I’m really proud because over the last two or three years I’ve started to harvest my own seeds and then regrow them. This year, all my sugar snap peas are grown from seeds that I collected last year. I also grew marigolds this year from seed, because last year with the pandemic, I spent probably like $30 for a flat of marigolds. They were just outrageous. You couldn’t find them anywhere, so I harvested the seeds and I grew all my own, which was enough for my garden while also giving away marigolds to around 10 other people, too.

I first started by saving butternut squash seeds and cucumber seeds because those were easy. Then last year, I added the sugar snap peas from seed. I attempted tomato seed that I had harvested using the method where you squeeze out their juice onto paper towels and then you plant the paper towels, but it didn’t work out this year. They didn’t take, so I adopted some tomato plants that someone was getting rid of–I did try training the tomato plants in buckets to see if they stay more contained and don’t go so crazy!

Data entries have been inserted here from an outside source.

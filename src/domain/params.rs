use crate::domain::Number;
use serde::{Deserialize, Serialize};
use std::collections::HashMap;
use thiserror::Error;

#[derive(Clone, PartialEq, Debug, Deserialize, Serialize)]
#[serde(untagged)]
pub enum ParamValue {
    Boolean(bool),
    Number(Number),
    Text(String),
    Other(serde_json::Value),
}

/// Parameters of an EXECUTE command, keyed by their protocol name (`on`, `brightness`, ...).
#[derive(Clone, PartialEq, Debug, Default, Deserialize, Serialize)]
#[serde(transparent)]
pub struct Params(HashMap<String, ParamValue>);

impl Params {
    pub fn bool(&self, name: &'static str) -> Result<bool, ParamError> {
        match self.0.get(name) {
            Some(ParamValue::Boolean(value)) => Ok(*value),
            Some(_) => Err(ParamError::InvalidType { name, expected: "boolean" }),
            None => Err(ParamError::Missing { name }),
        }
    }

    pub fn number(&self, name: &'static str) -> Result<Number, ParamError> {
        self.optional_number(name)?.ok_or(ParamError::Missing { name })
    }

    pub fn optional_number(&self, name: &'static str) -> Result<Option<Number>, ParamError> {
        match self.0.get(name) {
            Some(ParamValue::Number(value)) => Ok(Some(*value)),
            Some(_) => Err(ParamError::InvalidType { name, expected: "number" }),
            None => Ok(None),
        }
    }
}

#[cfg(test)]
impl Params {
    pub fn new() -> Self {
        Params(HashMap::new())
    }

    pub fn with(mut self, name: impl Into<String>, value: ParamValue) -> Self {
        self.0.insert(name.into(), value);
        self
    }

    pub fn get(&self, name: &str) -> Option<&ParamValue> {
        self.0.get(name)
    }
}

#[derive(Error, Debug, PartialEq)]
pub enum ParamError {
    #[error("missing parameter '{name}'")]
    Missing { name: &'static str },
    #[error("parameter '{name}' must be a {expected}")]
    InvalidType { name: &'static str, expected: &'static str },
}

#[cfg(test)]
mod tests {
    use super::*;
    use pretty_assertions::assert_eq;

    #[test]
    fn deserializes_mixed_parameter_types() {
        let json = r#"{ "on": true, "brightness": 40, "mode": "heat" }"#;

        let params = serde_json::from_str::<Params>(json).unwrap();

        assert_eq!(params.bool("on"), Ok(true));
        assert_eq!(params.number("brightness"), Ok(Number::PositiveInt(40)));
        assert_eq!(params.get("mode"), Some(&ParamValue::Text("heat".to_string())));
    }

    #[test]
    fn keeps_parameters_of_any_other_shape() {
        let json = r#"{ "color": { "spectrumRGB": 16711680 }, "scenes": [], "extra": null }"#;

        let params = serde_json::from_str::<Params>(json).unwrap();

        assert_eq!(params.get("color"), Some(&ParamValue::Other(serde_json::json!({ "spectrumRGB": 16711680 }))));
        assert_eq!(params.get("extra"), Some(&ParamValue::Other(serde_json::Value::Null)));
        assert_eq!(params.optional_number("color"), Err(ParamError::InvalidType { name: "color", expected: "number" }));
    }

    #[test]
    fn reports_missing_parameters() {
        let params = Params::new();

        assert_eq!(params.bool("on"), Err(ParamError::Missing { name: "on" }));
        assert_eq!(params.optional_number("openPercent"), Ok(None));
    }

    #[test]
    fn reports_parameters_of_the_wrong_type() {
        let params = Params::new().with("on", ParamValue::Text("yes".to_string()));

        assert_eq!(params.bool("on"), Err(ParamError::InvalidType { name: "on", expected: "boolean" }));
    }
}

Over the years, I’ve also learned to save my own eggshells and my own coffee grounds to add those to the dirt. Saving your own seeds and growing your own seedlings feels very empowering. You don’t have to spend money or go get something from somewhere else–you can just generate it yourself year after year.

At Palmer, I’ve helped support another gardener who is in her 80s with a lot of health issues. I started to take food to her and then found a couple of other elderly people in my community to take some food to. One was in my apartment building and the other was an old professor who had retired from MSU. Then, I just started really going crazy because I didn’t like seeing any food wasted, so I would just harvest everything that people didn’t want!

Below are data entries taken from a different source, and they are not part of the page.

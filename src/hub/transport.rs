use crate::app_config::AppConfig;
use crate::hub::HubCommand;
use async_trait::async_trait;
use reqwest::{Client, StatusCode};
use serde::Deserialize;
use std::fmt::Debug;
use std::sync::Arc;
use thiserror::Error;
use tokio_retry::RetryIf;
use tokio_retry::strategy::{ExponentialBackoff, jitter};
use tracing::{debug, info, instrument, warn};

#[async_trait]
pub trait HubTransport: Debug + Send + Sync {
    async fn send(&self, command: &HubCommand) -> Result<(), HubError>;
}

/// Sends commands to a Domoticz hub over its `json.htm` API.
#[derive(Debug)]
pub struct DomoticzTransport {
    client: Client,
    config: Arc<AppConfig>,
}

impl DomoticzTransport {
    pub fn new(client: Client, config: Arc<AppConfig>) -> Self {
        DomoticzTransport { client, config }
    }

    async fn send_once(&self, url: &str) -> Result<(), HubError> {
        let hub = self.config.hub();
        let response = self
            .client
            .get(url)
            .basic_auth(hub.username(), Some(hub.password()))
            .send()
            .await
            .map_err(HubError::from_request_error)?;

        let status = response.status();
        if !status.is_success() {
            let body = response.text().await;
            warn!(status_code = %status, "⚠️ Request to the hub failed. Response: {:?}", body);
            return Err(HubError::Status { status });
        }

        let body = response.json::<HubResponse>().await.map_err(HubError::InvalidResponse)?;
        if body.status != "OK" {
            return Err(HubError::Rejected {
                message: body.message.unwrap_or(body.status),
            });
        }

        Ok(())
    }
}

#[async_trait]
impl HubTransport for DomoticzTransport {
    #[instrument(skip_all, fields(idx = command.idx()))]
    async fn send(&self, command: &HubCommand) -> Result<(), HubError> {
        let hub = self.config.hub();
        let url = command.url(hub.url());
        debug!("📡 Sending {}...", command);

        let result = if command.is_idempotent() {
            let strategy = ExponentialBackoff::from_millis(2)
                .factor(hub.retry_delay().as_millis() as u64)
                .max_delay(hub.retry_max_delay())
                .map(jitter)
                .take(hub.retry_attempts());

            let url = url.as_str();
            RetryIf::start(
                strategy,
                || async move {
                    self.send_once(url).await.inspect_err(|e| {
                        if e.is_transient() {
                            warn!("⚠️ Transient hub error: {}", e);
                        }
                    })
                },
                |e: &HubError| e.is_transient(),
            )
            .await
        } else {
            self.send_once(&url).await
        };

        match &result {
            Ok(()) => info!("📡 Sending {}... OK", command),
            Err(e) => warn!("📡 Sending {}... failed, {}", command, e),
        }
        result
    }
}

#[derive(Debug, Deserialize)]
struct HubResponse {
    status: String,
    #[serde(default)]
    message: Option<String>,
}

#[derive(Error, Debug)]
pub enum HubError {
    #[error("hub request timed out")]
    Timeout(#[source] reqwest::Error),
    #[error("hub is unreachable: {0}")]
    Unreachable(#[source] reqwest::Error),
    #[error("hub responded with status {status}")]
    Status { status: StatusCode },
    #[error("hub rejected the command: {message}")]
    Rejected { message: String },
    #[error("unexpected hub response: {0}")]
    InvalidResponse(#[source] reqwest::Error),
}

impl HubError {
    fn from_request_error(error: reqwest::Error) -> Self {
        if error.is_timeout() {
            HubError::Timeout(error)
        } else {
            HubError::Unreachable(error)
        }
    }

    /// Whether repeating the same request may succeed.
    pub fn is_transient(&self) -> bool {
        match self {
            HubError::Timeout(_) | HubError::Unreachable(_) => true,
            HubError::Status { status } => status.is_server_error(),
            HubError::Rejected { .. } | HubError::InvalidResponse(_) => false,
        }
    }
}
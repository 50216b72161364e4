pub mod buffer;
pub mod decode;

pub use buffer::AudioBuffer;
pub use decode::decode_audio;
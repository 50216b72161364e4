/// Complex spectrum as split real/imaginary buffers of the transform size.
#[derive(Debug, Clone, PartialEq)]
pub struct Spectrum {
    pub real: Vec<f32>,
    pub imag: Vec<f32>,
}

impl Spectrum {
    pub fn zeros(size: usize) -> Self {
        Self {
            real: vec![0.0; size],
            imag: vec![0.0; size],
        }
    }

    pub fn len(&self) -> usize {
        self.real.len()
    }

    pub fn is_empty(&self) -> bool {
        self.real.is_empty()
    }

    /// |X[k]| for k = 0..size/2 (Nyquist excluded).
    pub fn magnitude(&self) -> Vec<f32> {
        let half = self.len() / 2;
        self.real[..half]
            .iter()
            .zip(&self.imag[..half])
            .map(|(re, im)| (re * re + im * im).sqrt())
            .collect()
    }

    /// |X[k]|² for k = 0..size/2.
    pub fn power(&self) -> Vec<f32> {
        let half = self.len() / 2;
        self.real[..half]
            .iter()
            .zip(&self.imag[..half])
            .map(|(re, im)| re * re + im * im)
            .collect()
    }

    /// Polar form of the first half of the spectrum. The upper half of a
    /// real signal's spectrum is the conjugate mirror and carries nothing new.
    pub fn magnitude_and_phase(&self) -> (Vec<f32>, Vec<f32>) {
        let half = self.len() / 2;
        self.real[..half]
            .iter()
            .zip(&self.imag[..half])
            .map(|(&re, &im)| ((re * re + im * im).sqrt(), im.atan2(re)))
            .unzip()
    }

    /// Rebuild a full `size`-point spectrum from half-spectrum polar data by
    /// mirroring: X[size - k] = conj(X[k]). The Nyquist bin is left at zero.
    pub fn from_magnitude_and_phase(magnitude: &[f32], phase: &[f32], size: usize) -> Self {
        let mut spectrum = Self::zeros(size);
        let half = (size / 2).min(magnitude.len()).min(phase.len());

        for k in 0..half {
            let (sin, cos) = phase[k].sin_cos();
            spectrum.real[k] = magnitude[k] * cos;
            spectrum.imag[k] = magnitude[k] * sin;
        }
        for k in 1..half {
            spectrum.real[size - k] = spectrum.real[k];
            spectrum.imag[size - k] = -spectrum.imag[k];
        }

        spectrum
    }
}

#[cfg(test)]
mod tests {
    use super::*;
    use crate::fft::Fft;

    #[test]
    fn polar_round_trip_restores_lower_half_and_mirror() {
        let size = 64;
        let fft = Fft::new(size).unwrap();
        let signal: Vec<f32> = (0..size).map(|n| (n as f32 * 0.4).sin() + 0.3).collect();
        let spectrum = fft.forward(&signal);

        let (mag, phase) = spectrum.magnitude_and_phase();
        assert_eq!(mag.len(), size / 2);

        let rebuilt = Spectrum::from_magnitude_and_phase(&mag, &phase, size);
        for k in 0..size / 2 {
            assert!((rebuilt.real[k] - spectrum.real[k]).abs() < 1e-3);
            assert!((rebuilt.imag[k] - spectrum.imag[k]).abs() < 1e-3);
        }
        for k in 1..size / 2 {
            assert_eq!(rebuilt.real[size - k], rebuilt.real[k]);
            assert_eq!(rebuilt.imag[size - k], -rebuilt.imag[k]);
        }
        assert_eq!(rebuilt.real[size / 2], 0.0);
    }

    #[test]
    fn power_is_magnitude_squared() {
        let spectrum = Spectrum {
            real: vec![3.0, 0.0, 1.0, 1.0],
            imag: vec![4.0, 2.0, 0.0, 0.0],
        };
        assert_eq!(spectrum.magnitude(), vec![5.0, 2.0]);
        assert_eq!(spectrum.power(), vec![25.0, 4.0]);
    }
}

I harvest a lot from the garden in Palmer; there are a lot of school plots that were beautifully-landscaped and planted with all sorts of things that came back year after year like rhubarb, kale and even asparagus, which grows like a weed. Because the school families weren’t coming and taking it, I started to take it to the Park Hill food bank. I now take produce there on Mondays and Wednesdays throughout the summer. From what I read and understand there’s definitely been an increased need.

I have experienced food insecurity over the course of my life, both growing up as a child, and then as a single parent–but I had access to resources, like the snap food stamp program, which actually lets you buy seeds or buy plants to garden with and create that self-sufficiency. I think maybe one year I used food stamps to purchase the things at Walmart to plant. For me, it’s about self-sufficiency and growing your own food, and how that feels to feed yourself and feed others through your efforts. That’s what drives me a lot.

I think it’s hard sometimes to connect with neighbors or people in the community because our sense of community is so spread out and not just where we live. I’ve learned so much from my fellow gardeners about what to do with my soil. I started growing dahlias, which are very temperamental and really get eaten by Japanese beetles. This is my first year using their tubers with their roots from last year to regrow them. That’s something that if I hadn’t known someone at the garden who was doing it, I probably never would have attempted it either.

For people that are just getting started, I would just say don’t be intimidated. It’s really easy. Dig a hole, throw some seeds in it, throw some water on it, and don’t be intimidated to start somewhere. For example, in my garden for the first couple years, I always planted too much stuff, and it got too crowded–everything was growing over each other. But you know, five or six years in, now I have this little grid system, and you can really clearly see where everything is and is supposed to be. You learn different techniques over the years. I encourage people to play around, too. If it doesn’t grow this year, just stick with it. Try it knowing you can’t fail because it’s not really failure. It’s just learning and the chance to grow something later on if it doesn’t work out the first time.

I think one of the greatest benefits for me is just the time I spend outside, working hard, getting dirty– it feeds my soul, and it improves my mood. I’ll spend five or six hours out in the sun and the heat, and just be so happy with what I have accomplished in the end. There’s a lot of mental health benefits to gardening and so I selfishly garden for that. Similar to giving food away, there’s a lot of intrinsic value. It feels good for me to know I’m feeding other people; there’s also a lot of pride in seeing that you grew something that a week ago was just an inch tall and now it’s got food on it.”